> **Task to complete**: Your answer needs to include each line of the records in which the string "SaveDirectory" can be found.

** Opening Extracted material block **

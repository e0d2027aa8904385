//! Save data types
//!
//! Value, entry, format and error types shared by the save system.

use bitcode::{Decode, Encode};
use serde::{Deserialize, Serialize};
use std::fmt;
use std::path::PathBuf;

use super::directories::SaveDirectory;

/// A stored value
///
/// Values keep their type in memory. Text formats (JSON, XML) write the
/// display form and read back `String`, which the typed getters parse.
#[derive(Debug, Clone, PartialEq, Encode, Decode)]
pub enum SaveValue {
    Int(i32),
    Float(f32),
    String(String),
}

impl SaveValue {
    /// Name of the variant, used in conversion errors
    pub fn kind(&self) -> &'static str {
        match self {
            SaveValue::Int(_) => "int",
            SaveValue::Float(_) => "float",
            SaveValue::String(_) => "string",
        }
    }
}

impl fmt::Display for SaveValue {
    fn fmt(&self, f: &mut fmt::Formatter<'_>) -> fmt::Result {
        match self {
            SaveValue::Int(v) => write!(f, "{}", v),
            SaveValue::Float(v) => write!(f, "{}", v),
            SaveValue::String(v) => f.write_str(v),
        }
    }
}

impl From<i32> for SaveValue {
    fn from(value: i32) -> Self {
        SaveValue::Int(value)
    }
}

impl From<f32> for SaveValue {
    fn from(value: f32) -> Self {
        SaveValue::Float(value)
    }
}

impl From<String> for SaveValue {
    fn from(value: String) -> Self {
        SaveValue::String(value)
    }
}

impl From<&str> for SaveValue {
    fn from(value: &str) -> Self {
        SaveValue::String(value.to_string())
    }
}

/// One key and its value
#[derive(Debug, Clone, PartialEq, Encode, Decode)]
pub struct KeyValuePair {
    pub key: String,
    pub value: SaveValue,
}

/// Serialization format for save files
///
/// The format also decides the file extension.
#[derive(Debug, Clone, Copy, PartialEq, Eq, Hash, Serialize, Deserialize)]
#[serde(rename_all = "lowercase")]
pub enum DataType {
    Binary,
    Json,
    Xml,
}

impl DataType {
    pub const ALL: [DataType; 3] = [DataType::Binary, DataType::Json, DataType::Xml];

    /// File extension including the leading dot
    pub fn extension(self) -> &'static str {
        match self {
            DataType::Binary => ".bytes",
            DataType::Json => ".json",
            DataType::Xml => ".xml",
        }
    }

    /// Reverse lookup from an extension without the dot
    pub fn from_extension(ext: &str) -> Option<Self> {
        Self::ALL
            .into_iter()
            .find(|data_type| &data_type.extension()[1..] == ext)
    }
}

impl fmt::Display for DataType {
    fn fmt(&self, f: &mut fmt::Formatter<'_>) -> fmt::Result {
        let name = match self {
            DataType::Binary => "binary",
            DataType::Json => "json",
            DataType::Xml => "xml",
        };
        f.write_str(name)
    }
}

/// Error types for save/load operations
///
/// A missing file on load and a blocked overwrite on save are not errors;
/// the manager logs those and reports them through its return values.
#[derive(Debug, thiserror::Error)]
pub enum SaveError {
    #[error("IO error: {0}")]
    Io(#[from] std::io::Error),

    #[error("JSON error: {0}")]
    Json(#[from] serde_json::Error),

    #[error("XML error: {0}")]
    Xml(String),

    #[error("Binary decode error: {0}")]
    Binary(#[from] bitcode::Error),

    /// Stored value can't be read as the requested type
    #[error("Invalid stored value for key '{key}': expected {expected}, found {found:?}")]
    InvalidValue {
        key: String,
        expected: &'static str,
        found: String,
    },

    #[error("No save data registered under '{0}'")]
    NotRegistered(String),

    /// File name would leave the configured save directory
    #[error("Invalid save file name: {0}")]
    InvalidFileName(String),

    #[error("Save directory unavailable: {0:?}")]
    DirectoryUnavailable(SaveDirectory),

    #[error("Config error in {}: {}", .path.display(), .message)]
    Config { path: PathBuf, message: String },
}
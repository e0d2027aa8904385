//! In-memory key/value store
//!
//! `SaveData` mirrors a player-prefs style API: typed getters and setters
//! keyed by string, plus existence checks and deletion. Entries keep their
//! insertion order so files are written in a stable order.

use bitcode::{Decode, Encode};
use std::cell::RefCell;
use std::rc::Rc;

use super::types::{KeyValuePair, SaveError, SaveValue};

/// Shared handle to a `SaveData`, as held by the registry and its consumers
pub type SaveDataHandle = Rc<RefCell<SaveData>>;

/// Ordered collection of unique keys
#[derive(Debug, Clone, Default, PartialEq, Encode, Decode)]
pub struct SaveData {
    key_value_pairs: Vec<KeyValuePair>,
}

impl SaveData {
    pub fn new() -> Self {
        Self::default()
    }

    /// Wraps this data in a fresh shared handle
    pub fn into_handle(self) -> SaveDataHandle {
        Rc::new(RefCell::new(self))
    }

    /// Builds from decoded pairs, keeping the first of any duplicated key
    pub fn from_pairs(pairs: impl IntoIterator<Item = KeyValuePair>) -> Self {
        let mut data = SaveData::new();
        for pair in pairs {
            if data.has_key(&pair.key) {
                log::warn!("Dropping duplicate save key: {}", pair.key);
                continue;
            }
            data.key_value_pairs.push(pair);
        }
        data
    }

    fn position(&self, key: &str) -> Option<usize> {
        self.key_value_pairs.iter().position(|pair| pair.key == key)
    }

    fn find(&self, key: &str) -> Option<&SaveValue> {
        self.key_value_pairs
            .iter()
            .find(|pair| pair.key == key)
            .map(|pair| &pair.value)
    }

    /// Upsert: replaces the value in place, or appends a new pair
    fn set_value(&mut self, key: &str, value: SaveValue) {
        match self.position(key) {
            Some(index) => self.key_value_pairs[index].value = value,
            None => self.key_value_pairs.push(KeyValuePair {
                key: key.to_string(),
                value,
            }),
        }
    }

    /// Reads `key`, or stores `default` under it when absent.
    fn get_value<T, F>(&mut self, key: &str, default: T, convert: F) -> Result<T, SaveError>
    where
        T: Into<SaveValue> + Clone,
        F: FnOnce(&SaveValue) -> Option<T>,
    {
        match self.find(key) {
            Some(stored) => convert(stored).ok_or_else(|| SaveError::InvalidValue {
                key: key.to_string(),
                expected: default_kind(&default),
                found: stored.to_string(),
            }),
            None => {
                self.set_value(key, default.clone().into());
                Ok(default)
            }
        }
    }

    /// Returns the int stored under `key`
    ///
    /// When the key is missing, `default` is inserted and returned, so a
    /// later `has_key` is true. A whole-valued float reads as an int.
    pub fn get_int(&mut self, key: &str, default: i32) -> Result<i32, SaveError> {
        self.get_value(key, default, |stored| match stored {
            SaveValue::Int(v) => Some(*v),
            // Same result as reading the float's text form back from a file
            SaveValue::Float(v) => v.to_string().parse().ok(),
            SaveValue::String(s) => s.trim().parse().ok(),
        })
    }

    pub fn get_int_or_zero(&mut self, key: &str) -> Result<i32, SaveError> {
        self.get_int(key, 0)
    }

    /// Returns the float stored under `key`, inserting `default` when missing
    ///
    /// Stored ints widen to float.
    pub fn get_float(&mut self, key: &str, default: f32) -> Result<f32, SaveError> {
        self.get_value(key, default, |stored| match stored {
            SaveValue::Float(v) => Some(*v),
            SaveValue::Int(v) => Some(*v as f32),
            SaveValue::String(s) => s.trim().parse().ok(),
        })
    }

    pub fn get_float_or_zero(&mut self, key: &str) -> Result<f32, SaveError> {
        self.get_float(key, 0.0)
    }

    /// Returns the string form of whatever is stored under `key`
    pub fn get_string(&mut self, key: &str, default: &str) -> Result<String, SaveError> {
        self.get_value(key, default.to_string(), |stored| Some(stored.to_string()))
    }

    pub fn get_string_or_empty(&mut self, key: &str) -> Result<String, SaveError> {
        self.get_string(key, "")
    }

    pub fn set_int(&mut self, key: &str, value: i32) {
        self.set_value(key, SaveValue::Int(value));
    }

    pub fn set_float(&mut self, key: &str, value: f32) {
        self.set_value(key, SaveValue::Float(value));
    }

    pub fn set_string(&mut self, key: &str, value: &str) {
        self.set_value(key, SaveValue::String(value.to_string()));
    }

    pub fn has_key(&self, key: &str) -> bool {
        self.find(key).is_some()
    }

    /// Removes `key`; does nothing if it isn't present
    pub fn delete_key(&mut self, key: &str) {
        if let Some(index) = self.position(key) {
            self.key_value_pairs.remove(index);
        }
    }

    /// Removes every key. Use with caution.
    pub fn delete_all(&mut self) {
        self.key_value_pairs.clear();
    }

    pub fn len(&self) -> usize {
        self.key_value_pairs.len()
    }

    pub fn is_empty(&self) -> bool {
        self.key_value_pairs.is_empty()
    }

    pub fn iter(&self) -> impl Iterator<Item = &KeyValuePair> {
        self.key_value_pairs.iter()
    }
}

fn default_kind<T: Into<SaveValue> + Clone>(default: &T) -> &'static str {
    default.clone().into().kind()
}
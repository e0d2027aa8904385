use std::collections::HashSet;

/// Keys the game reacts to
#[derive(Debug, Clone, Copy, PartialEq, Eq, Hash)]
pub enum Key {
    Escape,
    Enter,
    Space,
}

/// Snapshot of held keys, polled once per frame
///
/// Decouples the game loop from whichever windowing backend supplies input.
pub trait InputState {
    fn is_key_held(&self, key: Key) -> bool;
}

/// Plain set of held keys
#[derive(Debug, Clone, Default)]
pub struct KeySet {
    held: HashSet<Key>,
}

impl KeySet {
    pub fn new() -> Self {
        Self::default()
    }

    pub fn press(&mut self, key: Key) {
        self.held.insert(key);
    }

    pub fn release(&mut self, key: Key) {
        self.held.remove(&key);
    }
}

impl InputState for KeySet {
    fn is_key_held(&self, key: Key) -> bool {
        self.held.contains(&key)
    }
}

** Closing Extracted material block **

> **Reply to the exercise**:
use super::directories::SaveDirectory;
    DirectoryUnavailable(SaveDirectory),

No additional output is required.